YOUR ASSIGNMENT:
Write the data below out again in full, exactly as shown.

Start of DATASET EXCERPTS

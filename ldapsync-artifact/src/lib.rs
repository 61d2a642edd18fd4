//! Artifact output for ldapsync.
//!
//! Writes the per-run JSON array file incrementally, one record at a time,
//! and manages the backup and log directories around it.
//!
//! The array is always syntactically complete: separators are written
//! *before* every element after the first, so no trailing comma can exist,
//! and the file only appears under its final name once the closing bracket
//! is on disk.

mod dirs;
mod error;
mod writer;

pub use dirs::{
    ensure_dir, prepare_backup_dir, timestamped_file_name, timestamped_file_name_at,
    ARTIFACT_EXTENSION, LOG_EXTENSION,
};
pub use error::{ArtifactError, ArtifactResult};
pub use writer::{write_artifact, Artifact, ArtifactShape, ArtifactWriter, INDENT};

End of DATASET EXCERPTS

SOLVED PROBLEM:
filename ldapsync-artifact/src/lib.rs
repository 61d2a642edd18fd4
//! Artifact output for ldapsync.
//!
//! Writes the per-run JSON array file incrementally, one record at a time,
//! and manages the backup and log directories around it.
//!
//! The array is always syntactically complete: separators are written
//! *before* every element after the first, so no trailing comma can exist,
//! and the file only appears under its final name once the closing bracket
//! is on disk.

mod dirs;
mod error;
mod writer;

pub use dirs::{
    ensure_dir, prepare_backup_dir, timestamped_file_name, timestamped_file_name_at,
    ARTIFACT_EXTENSION, LOG_EXTENSION,
};
pub use error::{ArtifactError, ArtifactResult};
pub use writer::{write_artifact, Artifact, ArtifactShape, ArtifactWriter, INDENT};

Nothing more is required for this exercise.